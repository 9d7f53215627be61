//! Call marshalling across the C boundary.
//!
//! Inputs become NUL-terminated buffers that live only for the duration of
//! the call. Responses are copied into an owned `String` before returning,
//! since the engine may reuse its buffer on the next call against the same
//! isolate thread.

use std::ffi::{c_char, CStr, CString};

use crate::error::{Result, YamlStarError};
use crate::isolate::Isolate;
use crate::native::{LOAD_ALL_SYMBOL, LOAD_SYMBOL, VERSION_SYMBOL};

/// Native operations reachable through an isolate.
#[derive(Debug, Clone, Copy, PartialEq, Eq, Hash)]
pub(crate) enum Operation {
    Load,
    LoadAll,
    Version,
}

impl Operation {
    pub(crate) fn name(self) -> &'static str {
        match self {
            Self::Load => "load",
            Self::LoadAll => "load_all",
            Self::Version => "version",
        }
    }

    /// C symbol implementing the operation.
    pub(crate) fn symbol(self) -> &'static str {
        match self {
            Self::Load => LOAD_SYMBOL,
            Self::LoadAll => LOAD_ALL_SYMBOL,
            Self::Version => VERSION_SYMBOL,
        }
    }
}

impl std::fmt::Display for Operation {
    fn fmt(&self, f: &mut std::fmt::Formatter<'_>) -> std::fmt::Result {
        f.write_str(self.name())
    }
}

/// Invoke `operation` and return the engine's response text.
///
/// `input` is the YAML source for `Load`/`LoadAll` (missing means empty) and
/// is ignored by `Version`.
pub(crate) fn invoke(isolate: &Isolate, operation: Operation, input: Option<&str>) -> Result<String> {
    let api = isolate.api();
    let thread = isolate.thread();

    tracing::debug!(
        target: "yamlstar::marshal",
        "Calling {} ({} input bytes)",
        operation.symbol(),
        input.map_or(0, str::len)
    );

    let raw = match operation {
        Operation::Version => unsafe { (api.version)(thread) },
        Operation::Load | Operation::LoadAll => {
            let buffer = encode(operation, input.unwrap_or(""))?;
            let entry = if operation == Operation::Load {
                api.load
            } else {
                api.load_all
            };
            // `buffer` outlives the call and is released right after it.
            unsafe { entry(thread, buffer.as_ptr()) }
        }
    };

    unsafe { copy_response(operation, raw) }
}

fn encode(operation: Operation, input: &str) -> Result<CString> {
    CString::new(input).map_err(|e| YamlStarError::InvalidInput {
        operation: operation.name(),
        position: e.nul_position(),
    })
}

/// # Safety
/// `raw` must be null or point to a NUL-terminated buffer that stays valid
/// until this function returns.
unsafe fn copy_response(operation: Operation, raw: *const c_char) -> Result<String> {
    if raw.is_null() {
        return Err(YamlStarError::NullResponse {
            operation: operation.symbol(),
        });
    }
    let text = CStr::from_ptr(raw)
        .to_str()
        .map_err(|source| YamlStarError::Utf8 {
            operation: operation.symbol(),
            source,
        })?;
    Ok(text.to_owned())
}
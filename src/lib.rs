//! # YAMLStar
//!
//! Rust binding for libyamlstar, a pure YAML 1.2 loader shipped as a GraalVM
//! native image shared library.
//!
//! The YAML grammar and type coercion live entirely inside the native
//! library. This crate manages the boundary:
//!
//! - **Locating** `libyamlstar.<so|dylib>.<version>` along an ordered search path
//! - **Loading** it once per process and resolving its entry points
//! - **Isolates**: one GraalVM isolate per [`YamlStar`], torn down exactly once
//! - **Marshalling** strings across the C boundary
//! - **Decoding** the `{"data": ...}` / `{"error": ...}` JSON envelope into
//!   Rust values or a typed [`YamlStarError`]
//!
//! ## Architecture
//!
//! ```text
//! caller
//!   │  load / load_all / version
//!   v
//! YamlStar ──> marshal ──> Isolate ──> NativeApi (libyamlstar)
//!   ^                                        │
//!   └──────────── envelope <── JSON text ────┘
//! ```
//!
//! ## Example
//!
//! ```no_run
//! use serde::Deserialize;
//!
//! #[derive(Deserialize)]
//! struct Config {
//!     host: String,
//!     port: u16,
//! }
//!
//! let ys = yamlstar::YamlStar::new()?;
//! let config: Config = ys.load("host: localhost\nport: 8080")?;
//! assert_eq!(config.port, 8080);
//!
//! let docs: Vec<String> = ys.load_all("---\ndoc1\n---\ndoc2")?;
//! assert_eq!(docs, ["doc1", "doc2"]);
//! # Ok::<(), yamlstar::YamlStarError>(())
//! ```
//!
//! ## Modules
//!
//! - [`locator`]: shared library discovery
//! - [`native`]: process-wide library and entry points
//! - [`isolate`]: isolate lifecycle
//! - [`envelope`]: response decoding
//! - [`config`]: configuration and logging setup

/// Public loader API
pub mod binding;
/// Binding configuration, environment overrides and logging setup
pub mod config;
/// Response envelope decoding
pub mod envelope;
/// Error types
pub mod error;
/// GraalVM isolate lifecycle
pub mod isolate;
/// Shared library discovery
pub mod locator;
mod marshal;
/// Native library loading and entry points
pub mod native;
/// Supported platforms
pub mod platform;

#[cfg(test)]
mod mock_engine;

pub use binding::YamlStar;
pub use config::{init_logging, BindingConfig, LibraryConfig, LoggingConfig};
pub use envelope::Envelope;
pub use error::{EngineFailure, Result, YamlStarError};
pub use locator::{ArtifactLocator, LibraryArtifact};
pub use platform::Platform;

/// The version of libyamlstar this binding works with.
pub const LIBYAMLSTAR_VERSION: &str = "0.1.0";
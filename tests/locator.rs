//! 定位器与配置的公共接口测试（不需要真实共享库）

use std::ffi::OsStr;
use std::fs;
use std::path::PathBuf;

use yamlstar::{ArtifactLocator, BindingConfig, LibraryConfig, Platform, YamlStarError};

#[test]
fn test_locate_from_toml_config() {
    let lib_dir = tempfile::tempdir().unwrap();
    let artifact = lib_dir
        .path()
        .join(Platform::Linux.library_file_name("yamlstar", "0.1.0"));
    fs::write(&artifact, b"").unwrap();

    let toml = format!(
        r#"
[library]
dev_dir = "/nonexistent/dev"
extra_dirs = ["{}"]
"#,
        lib_dir.path().display()
    );
    let config = BindingConfig::from_toml_str(&toml).unwrap();
    config.validate().unwrap();

    let locator = ArtifactLocator::with_env(
        &config.library,
        Platform::Linux,
        Some(OsStr::new("/nonexistent/env")),
    );
    let found = locator.locate().unwrap();
    assert_eq!(found.path, artifact);
    assert_eq!(found.version, yamlstar::LIBYAMLSTAR_VERSION);
}

#[test]
fn test_missing_artifact_message() {
    let config = LibraryConfig {
        dev_dir: Some(PathBuf::from("/nonexistent/dev")),
        user_dir: None,
        system_dir: Some(PathBuf::from("/nonexistent/usr/local/lib")),
        ..LibraryConfig::default()
    };
    let err = ArtifactLocator::with_env(&config, Platform::MacOs, None)
        .locate()
        .unwrap_err();
    assert!(matches!(err, YamlStarError::ArtifactNotFound { .. }));

    let msg = err.to_string();
    assert!(msg.contains("libyamlstar.dylib.0.1.0"));
    assert!(msg.contains("/nonexistent/dev/libyamlstar.dylib.0.1.0"));
    assert!(msg.contains("/nonexistent/usr/local/lib/libyamlstar.dylib.0.1.0"));
    assert!(msg.contains("cd libyamlstar && make native"));
}

#[test]
fn test_unsupported_platform() {
    let err = Platform::from_os("windows").unwrap_err();
    assert_eq!(err.to_string(), "Unsupported platform 'windows' for yamlstar");
    assert!(err.is_bridge_failure());
}
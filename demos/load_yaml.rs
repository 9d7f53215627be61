/// YAMLStar 基本用法演示
///
/// cargo run --example load_yaml

use serde::Deserialize;
use yamlstar::{init_logging, BindingConfig, YamlStar};

#[derive(Deserialize, Debug)]
struct Config {
    host: String,
    port: u16,
    debug: bool,
}

fn main() -> anyhow::Result<()> {
    let config = BindingConfig::load_or_default();
    init_logging(&config.logging);

    let ys = YamlStar::with_config(&config)?;

    // 1. 动态值
    println!("1. Load to serde_json::Value");
    let data: serde_json::Value = ys.load("key: value")?;
    println!("   Result: {}", data);
    println!();

    // 2. 自定义类型
    println!("2. Load to typed struct");
    let server: Config = ys.load(
        r#"
host: localhost
port: 8080
debug: true
"#,
    )?;
    println!("   Config: {:?}", server);
    println!("   Server will run on {}:{}", server.host, server.port);
    println!("   Debug mode: {}", server.debug);
    println!();

    // 3. 序列
    println!("3. Load sequence");
    let items: Vec<String> = ys.load("- apple\n- banana\n- cherry")?;
    println!("   Items: {:?}", items);
    println!();

    // 4. 多文档
    println!("4. Load multiple documents");
    let docs: Vec<String> = ys.load_all("---\nfirst\n---\nsecond\n---\nthird")?;
    println!("   Documents: {:?}", docs);
    println!();

    // 5. 版本
    println!("5. Library version");
    println!("   YAMLStar version: {}", ys.version()?);
    if let Some(path) = ys.library_path() {
        println!("   Library: {}", path.display());
    }

    ys.close()?;
    Ok(())
}
//! Per-environment health windows
//!
//! Each environment keeps a fixed-capacity ring of [`HealthSnapshot`]s.
//! Error rate and p99 latency are computed over the snapshots whose
//! timestamp lies within a duration of the newest one, and only while that
//! newest one was recorded no longer than the same duration ago. Fewer than
//! `min_samples` snapshots in that span is `InsufficientData`, never healthy.

use crate::clock::Clock;
use crate::error::{AdapterError, HealthError};
use chrono::{DateTime, Utc};
use parking_lot::RwLock;
use serde::{Deserialize, Serialize};
use std::collections::VecDeque;
use std::fmt;
use std::sync::{Arc, Weak};
use std::time::Duration;
use tokio::task::JoinHandle;
use tokio::time::{Instant, MissedTickBehavior};

/// Which side of the migration
#[derive(Debug, Clone, Copy, PartialEq, Eq, Hash, PartialOrd, Ord, Serialize, Deserialize)]
#[serde(rename_all = "lowercase")]
pub enum Environment {
    /// Currently live (blue)
    Old,
    /// Migration target (green)
    New,
}

impl Environment {
    /// Both environments, old first
    pub const ALL: [Environment; 2] = [Environment::Old, Environment::New];

    fn index(self) -> usize {
        match self {
            Self::Old => 0,
            Self::New => 1,
        }
    }
}

impl fmt::Display for Environment {
    fn fmt(&self, f: &mut fmt::Formatter<'_>) -> fmt::Result {
        f.write_str(match self {
            Self::Old => "old",
            Self::New => "new",
        })
    }
}

/// Raw reading from the health adapter
#[derive(Debug, Clone, Copy, PartialEq, Eq)]
pub struct HealthReading {
    /// Requests served since the previous reading
    pub request_count: u64,
    /// Failed requests since the previous reading
    pub error_count: u64,
    /// p99 request latency over the reading interval
    pub p99_latency: Duration,
}

/// Health collaborator, sampled per environment on every poll
#[async_trait::async_trait]
pub trait HealthSource: Send + Sync {
    /// Current reading for `env`
    async fn health(&self, env: Environment) -> Result<HealthReading, AdapterError>;
}

/// Immutable health observation
#[derive(Debug, Clone, PartialEq, Eq, Serialize, Deserialize)]
pub struct HealthSnapshot {
    /// Observed environment
    pub env: Environment,
    /// Observation time
    pub timestamp: DateTime<Utc>,
    /// Requests in the interval
    pub request_count: u64,
    /// Errors in the interval
    pub error_count: u64,
    /// p99 latency in the interval
    pub p99_latency: Duration,
}

impl HealthSnapshot {
    /// Stamp an adapter reading
    #[must_use]
    pub fn from_reading(env: Environment, reading: HealthReading, timestamp: DateTime<Utc>) -> Self {
        Self {
            env,
            timestamp,
            request_count: reading.request_count,
            error_count: reading.error_count,
            p99_latency: reading.p99_latency,
        }
    }
}

/// Window tuning
#[derive(Debug, Clone, Copy, PartialEq, Eq, Serialize, Deserialize)]
#[serde(default)]
pub struct HealthSettings {
    /// Snapshots retained per environment
    pub window_capacity: usize,
    /// Snapshots required inside a window before it can be judged
    pub min_samples: usize,
}

impl Default for HealthSettings {
    fn default() -> Self {
        Self {
            window_capacity: 120,
            min_samples: 3,
        }
    }
}

#[derive(Debug, Default)]
struct EnvWindow {
    samples: VecDeque<HealthSnapshot>,
    consecutive_failures: u32,
    last_recorded: Option<Instant>,
}

/// Rolling health picture for both environments
#[derive(Debug)]
pub struct HealthProbe {
    settings: HealthSettings,
    clock: Clock,
    windows: [RwLock<EnvWindow>; 2],
}

impl HealthProbe {
    /// Create an empty probe
    #[must_use]
    pub fn new(settings: HealthSettings) -> Self {
        let capacity = settings.window_capacity.max(1);
        let window = || {
            RwLock::new(EnvWindow {
                samples: VecDeque::with_capacity(capacity),
                consecutive_failures: 0,
                last_recorded: None,
            })
        };
        Self {
            settings: HealthSettings {
                window_capacity: capacity,
                ..settings
            },
            clock: Clock::new(),
            windows: [window(), window()],
        }
    }

    /// Append a snapshot to its environment's window, evicting the oldest
    /// entry when full
    pub fn record_snapshot(&self, snapshot: HealthSnapshot) {
        let mut window = self.windows[snapshot.env.index()].write();
        if window.samples.len() == self.settings.window_capacity {
            window.samples.pop_front();
        }
        window.consecutive_failures = 0;
        window.last_recorded = Some(Instant::now());
        window.samples.push_back(snapshot);
    }

    /// Sample both environments once
    ///
    /// Returns the environments whose reading failed.
    pub async fn poll_once(&self, source: &dyn HealthSource) -> Vec<(Environment, AdapterError)> {
        let mut failed = Vec::new();
        for env in Environment::ALL {
            match source.health(env).await {
                Ok(reading) => {
                    let snapshot = HealthSnapshot::from_reading(env, reading, self.clock.now());
                    self.record_snapshot(snapshot);
                }
                Err(err) => {
                    let failures = {
                        let mut window = self.windows[env.index()].write();
                        window.consecutive_failures += 1;
                        window.consecutive_failures
                    };
                    tracing::warn!(%env, failures, error = %err, "health poll failed");
                    failed.push((env, err));
                }
            }
        }
        failed
    }

    /// Poll both environments every `interval` until the probe is dropped or
    /// the handle aborted
    pub fn spawn_poller(
        self: &Arc<Self>,
        source: Arc<dyn HealthSource>,
        interval: Duration,
    ) -> JoinHandle<()> {
        let probe: Weak<Self> = Arc::downgrade(self);
        tracing::info!(interval_ms = interval.as_millis() as u64, "health poller started");
        tokio::spawn(async move {
            let mut ticker = tokio::time::interval(interval);
            ticker.set_missed_tick_behavior(MissedTickBehavior::Delay);
            loop {
                ticker.tick().await;
                let Some(probe) = probe.upgrade() else {
                    break;
                };
                probe.poll_once(source.as_ref()).await;
            }
        })
    }

    /// Cumulative errors / requests over the most recent `window`
    ///
    /// A window with no requests has an error rate of zero.
    ///
    /// # Errors
    /// `InsufficientData` if fewer than `min_samples` snapshots fall inside
    pub fn error_rate(&self, env: Environment, window: Duration) -> Result<f64, HealthError> {
        let guard = self.windows[env.index()].read();
        let samples = self.in_window(env, &guard, window)?;
        let requests: u64 = samples.iter().map(|s| s.request_count).sum();
        let errors: u64 = samples.iter().map(|s| s.error_count).sum();
        if requests == 0 {
            return Ok(0.0);
        }
        #[allow(clippy::cast_precision_loss)]
        let rate = errors as f64 / requests as f64;
        Ok(rate)
    }

    /// 99th percentile latency over the most recent `window`, linearly
    /// interpolated between ordered samples
    ///
    /// # Errors
    /// `InsufficientData` if fewer than `min_samples` snapshots fall inside
    pub fn p99_latency(&self, env: Environment, window: Duration) -> Result<Duration, HealthError> {
        let guard = self.windows[env.index()].read();
        let samples = self.in_window(env, &guard, window)?;
        let mut values: Vec<f64> = samples
            .iter()
            .map(|s| s.p99_latency.as_secs_f64())
            .collect();
        values.sort_by(f64::total_cmp);
        let p99 = percentile(&values, 0.99).unwrap_or_default();
        Ok(Duration::from_secs_f64(p99.max(0.0)))
    }

    /// Health poll failures for `env` since its last recorded snapshot
    #[must_use]
    pub fn consecutive_failures(&self, env: Environment) -> u32 {
        self.windows[env.index()].read().consecutive_failures
    }

    /// Copy of the window for `env`, oldest first
    #[must_use]
    pub fn snapshots(&self, env: Environment) -> Vec<HealthSnapshot> {
        self.windows[env.index()].read().samples.iter().cloned().collect()
    }

    /// Newest snapshot for `env`
    #[must_use]
    pub fn latest(&self, env: Environment) -> Option<HealthSnapshot> {
        self.windows[env.index()].read().samples.back().cloned()
    }

    /// Window tuning
    #[must_use]
    pub fn settings(&self) -> HealthSettings {
        self.settings
    }

    fn in_window<'a>(
        &self,
        env: Environment,
        state: &'a EnvWindow,
        window: Duration,
    ) -> Result<Vec<&'a HealthSnapshot>, HealthError> {
        // A window whose newest sample arrived too long ago says nothing about now
        let fresh = state
            .last_recorded
            .is_some_and(|at| at.elapsed() <= window);
        let selected: Vec<&HealthSnapshot> = match state.samples.back() {
            Some(newest) if fresh => state
                .samples
                .iter()
                .filter(|s| {
                    newest
                        .timestamp
                        .signed_duration_since(s.timestamp)
                        .to_std()
                        .map_or(true, |age| age <= window)
                })
                .collect(),
            _ => Vec::new(),
        };
        if selected.len() < self.settings.min_samples {
            return Err(HealthError::InsufficientData {
                env,
                available: selected.len(),
                required: self.settings.min_samples,
            });
        }
        Ok(selected)
    }
}

/// Percentile `q` (0..=1) of ascending `sorted`, linearly interpolated
#[must_use]
pub fn percentile(sorted: &[f64], q: f64) -> Option<f64> {
    match sorted {
        [] => None,
        [only] => Some(*only),
        _ => {
            #[allow(clippy::cast_precision_loss)]
            let rank = q.clamp(0.0, 1.0) * (sorted.len() - 1) as f64;
            #[allow(clippy::cast_possible_truncation, clippy::cast_sign_loss)]
            let lo = rank.floor() as usize;
            let hi = (lo + 1).min(sorted.len() - 1);
            #[allow(clippy::cast_precision_loss)]
            let frac = rank - lo as f64;
            Some(sorted[lo] + (sorted[hi] - sorted[lo]) * frac)
        }
    }
}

◆ ◆ ◆ ◆ ◆

### Task brief
Copy whichever lines in the listing above contain the word "else".

### Exercise solution
            } else {
                let Some(probe) = probe.upgrade() else {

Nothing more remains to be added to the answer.